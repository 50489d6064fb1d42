#[derive(Clone, Copy, Debug)]
pub struct TableOptions {
    pub max_width: Option<usize>,
    pub color: bool,
}

/// Render an aligned table for string rows. Widths count characters; CJK
/// text is treated as single-width.
#[must_use]
pub fn render_entity_table<H: AsRef<str>>(
    headers: &[H],
    rows: &[Vec<String>],
    options: TableOptions,
) -> String {
    let mut widths: Vec<usize> = headers
        .iter()
        .enumerate()
        .map(|(index, header)| {
            rows.iter()
                .filter_map(|row| row.get(index))
                .map(|cell| cell.chars().count())
                .max()
                .unwrap_or(0)
                .max(header.as_ref().chars().count())
                .max(4)
        })
        .collect();

    fit_widths(&mut widths, headers, options.max_width);

    let header_line = headers
        .iter()
        .zip(widths.iter())
        .map(|(header, width)| pad(&truncate_text(header.as_ref(), *width), *width, false))
        .collect::<Vec<_>>()
        .join("  ");

    let divider = "-".repeat(header_line.chars().count());

    let row_lines = rows.iter().map(|row| {
        widths
            .iter()
            .enumerate()
            .map(|(index, width)| {
                let value = row.get(index).map_or("-", String::as_str);
                let truncated = truncate_text(&single_line(value), *width);
                let numeric = looks_numeric(&truncated);
                let padded = pad(&truncated, *width, numeric);
                if options.color {
                    colorize_status(&padded)
                } else {
                    padded
                }
            })
            .collect::<Vec<_>>()
            .join("  ")
            .trim_end()
            .to_string()
    });

    let mut lines = Vec::with_capacity(2 + rows.len());
    lines.push(header_line.trim_end().to_string());
    lines.push(divider);
    lines.extend(row_lines);
    lines.join("\n")
}

fn fit_widths<H: AsRef<str>>(widths: &mut [usize], headers: &[H], max_width: Option<usize>) {
    let Some(max_width) = max_width else {
        return;
    };
    let separators = widths.len().saturating_sub(1) * 2;

    while widths.iter().sum::<usize>() + separators > max_width {
        let candidate = widths
            .iter()
            .enumerate()
            .filter(|(idx, width)| **width > headers[*idx].as_ref().chars().count().max(4))
            .max_by_key(|(_, width)| **width)
            .map(|(idx, _)| idx);

        let Some(idx) = candidate else {
            break;
        };
        widths[idx] -= 1;
    }
}

fn single_line(value: &str) -> String {
    value.split_whitespace().collect::<Vec<_>>().join(" ")
}

fn truncate_text(value: &str, width: usize) -> String {
    if value.chars().count() <= width {
        return value.to_string();
    }
    if width <= 1 {
        return "…".to_string();
    }
    let mut out: String = value.chars().take(width - 1).collect();
    out.push('…');
    out
}

fn looks_numeric(value: &str) -> bool {
    let trimmed = value.trim();
    !trimmed.is_empty()
        && trimmed
            .chars()
            .all(|ch| ch.is_ascii_digit() || matches!(ch, '-' | '+' | '.' | ','))
        && trimmed.chars().any(|ch| ch.is_ascii_digit())
}

fn pad(value: &str, width: usize, right_align: bool) -> String {
    let fill = " ".repeat(width.saturating_sub(value.chars().count()));
    if right_align {
        format!("{fill}{value}")
    } else {
        format!("{value}{fill}")
    }
}

/// Color status and priority words, keeping padding outside the escape.
fn colorize_status(padded: &str) -> String {
    let word = padded.trim();
    let code = match word.to_ascii_lowercase().as_str() {
        "completed" | "succeeded" | "true" => Some("32"),
        "pending" | "processing" | "running" | "high" => Some("33"),
        "failed" | "cancelled" | "critical" | "false" => Some("31"),
        _ => None,
    };
    match code {
        Some(code) => padded.replacen(word, &format!("\u{1b}[{code}m{word}\u{1b}[0m"), 1),
        None => padded.to_string(),
    }
}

Exercise directions
Copy the lines above exactly, beginning at the line that has "let numeric = looks_numeric(&truncated);" and stopping after the line that has "if value.chars().count() <= width", and omit the rest.

Solution to the problem
                let numeric = looks_numeric(&truncated);
                let padded = pad(&truncated, *width, numeric);
                if options.color {
                    colorize_status(&padded)
                } else {
                    padded
                }
            })
            .collect::<Vec<_>>()
            .join("  ")
            .trim_end()
            .to_string()
    });

    let mut lines = Vec::with_capacity(2 + rows.len());
    lines.push(header_line.trim_end().to_string());
    lines.push(divider);
    lines.extend(row_lines);
    lines.join("\n")
}

fn fit_widths<H: AsRef<str>>(widths: &mut [usize], headers: &[H], max_width: Option<usize>) {
    let Some(max_width) = max_width else {
        return;
    };
    let separators = widths.len().saturating_sub(1) * 2;

    while widths.iter().sum::<usize>() + separators > max_width {
        let candidate = widths
            .iter()
            .enumerate()
            .filter(|(idx, width)| **width > headers[*idx].as_ref().chars().count().max(4))
            .max_by_key(|(_, width)| **width)
            .map(|(idx, _)| idx);

        let Some(idx) = candidate else {
            break;
        };
        widths[idx] -= 1;
    }
}

fn single_line(value: &str) -> String {
    value.split_whitespace().collect::<Vec<_>>().join(" ")
}

fn truncate_text(value: &str, width: usize) -> String {
    if value.chars().count() <= width {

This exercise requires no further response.